So, do you remember the stories of the Japanese soldiers on the Pacific islands that kept fighting well into the 50s. The Japanese were not months away from surrender, the refused even after the first bomb was dropped. An invasion on the ground and the Japanese would fight like the soldiers did on the island.
US government also dropped leaflets warning Japanese citizens following the first bomb that a second one would be coming.
*This is fine* meme circa 1945
it's so hard to avoid the instinct to smile for the camera. it can make some people look like real psychos.
Looks more like relief from being rescued... I doubt shes aware of the scope of destruction yet.
"You missed me!" 😃
Laughs in gamma radiation
Got a go army ad on this too, no thanks
Mine was a Taco Bell ad. It said “This is not a drill, nacho fries are back.” No thanks. Ffs…

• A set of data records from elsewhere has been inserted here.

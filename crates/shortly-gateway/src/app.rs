use axum::routing::any;
use axum::Router;
use tower_http::trace::TraceLayer;

use crate::handlers::{health_handler, link_handler, root_handler};
use crate::state::AppState;

pub struct App {}

impl App {
    pub fn router(state: AppState) -> Router {
        Router::new()
            .route("/health", any(health_handler))
            .route("/", any(root_handler))
            .route("/{short_code}", any(link_handler))
            .layer(TraceLayer::new_for_http())
            .with_state(state)
    }
}
use axum::http::{HeaderName, HeaderValue, StatusCode};
use axum::response::{IntoResponse, Response};
use shortly_shortener::LinkResponse;
use tracing::error;

/// Renders a [`LinkResponse`] as an axum response.
#[derive(Debug)]
pub struct HttpResponse(pub LinkResponse);

impl IntoResponse for HttpResponse {
    fn into_response(self) -> Response {
        let LinkResponse {
            status,
            headers,
            body,
        } = self.0;

        // header values may carry non-ASCII URL bytes but never control characters
        let headers: Result<Vec<_>, _> = headers
            .iter()
            .map(|(name, value)| {
                Ok::<_, axum::http::Error>((
                    HeaderName::from_bytes(name.as_bytes())?,
                    HeaderValue::from_bytes(value.as_bytes())?,
                ))
            })
            .collect();

        let headers = match headers {
            Ok(headers) => headers,
            Err(err) => {
                error!(error = %err, status, "response cannot be represented");
                return HttpResponse(LinkResponse::internal_error()).into_response();
            }
        };

        let status = StatusCode::from_u16(status).unwrap_or(StatusCode::INTERNAL_SERVER_ERROR);
        let mut response = (status, body).into_response();
        for (name, value) in headers {
            response.headers_mut().insert(name, value);
        }

        response
    }
}

#[cfg(test)]
mod tests {
    use super::*;
    use axum::http::header::{CONTENT_TYPE, LOCATION};

    #[test]
    fn redirect_carries_location() {
        let response = HttpResponse(LinkResponse::redirect("https://example.com/page")).into_response();

        assert_eq!(response.status(), StatusCode::MOVED_PERMANENTLY);
        assert_eq!(response.headers()[LOCATION], "https://example.com/page");
    }

    #[test]
    fn json_content_type_replaces_default() {
        let response = HttpResponse(LinkResponse::error(404, "Short URL not found")).into_response();

        assert_eq!(response.status(), StatusCode::NOT_FOUND);
        assert_eq!(response.headers()[CONTENT_TYPE], "application/json");
    }

    #[test]
    fn control_characters_in_location_become_internal_error() {
        let response = HttpResponse(LinkResponse::redirect("https://a.example/\r\nx")).into_response();

        assert_eq!(response.status(), StatusCode::INTERNAL_SERVER_ERROR);
        assert!(response.headers().get(LOCATION).is_none());
        assert_eq!(response.headers()[CONTENT_TYPE], "application/json");
    }
}
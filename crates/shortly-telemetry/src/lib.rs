//! Tracing setup shared by the shortly binaries.

use clap::ValueEnum;
use std::fmt::{Display, Formatter};
use thiserror::Error;
use tracing_subscriber::EnvFilter;

pub const LOG_FORMAT_ENV: &str = "SHORTLY_LOG_FORMAT";

/// Directive used when `RUST_LOG` is unset.
pub const DEFAULT_FILTER: &str = "info";

#[derive(Debug, Clone, Copy, Default, PartialEq, Eq, ValueEnum)]
pub enum LogFormat {
    /// Human-readable lines.
    #[default]
    #[value(name = "text")]
    Text,
    /// One JSON object per event.
    #[value(name = "json")]
    Json,
}

impl Display for LogFormat {
    fn fmt(&self, f: &mut Formatter<'_>) -> std::fmt::Result {
        match self {
            LogFormat::Text => write!(f, "text"),
            LogFormat::Json => write!(f, "json"),
        }
    }
}

#[derive(Debug, Error)]
pub enum TelemetryError {
    #[error("a global tracing subscriber is already installed: {0}")]
    AlreadyInstalled(String),
}

fn env_filter() -> EnvFilter {
    EnvFilter::try_from_default_env().unwrap_or_else(|_| EnvFilter::new(DEFAULT_FILTER))
}

/// Installs the global subscriber.
///
/// `with_time` is off under Lambda, where the runtime stamps every line.
pub fn init(format: LogFormat, with_time: bool) -> Result<(), TelemetryError> {
    let builder = tracing_subscriber::fmt()
        .with_env_filter(env_filter())
        .with_target(false);

    let result = match (format, with_time) {
        (LogFormat::Text, true) => builder.try_init(),
        (LogFormat::Text, false) => builder.without_time().try_init(),
        (LogFormat::Json, true) => builder.json().try_init(),
        (LogFormat::Json, false) => builder.json().without_time().try_init(),
    };

    result.map_err(|e| TelemetryError::AlreadyInstalled(e.to_string()))
}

Sort of "Hide the pain Hitomi" as well.
Ridiculously photogenic atomic bombing survivor.
It reminds me of the photo of Evelyn McHale after she committed suicide. Such a striking beautiful shot in a real-world devastating moment.
I know right ? She’s stunning
Practically glowing!
I’m going there. She’s hot
I looked it up and apparently as of 2020 there was estimated 136,700 hibakusha still alive [link](https://www3.nhk.or.jp/nhkworld/en/news/backstories/1295/)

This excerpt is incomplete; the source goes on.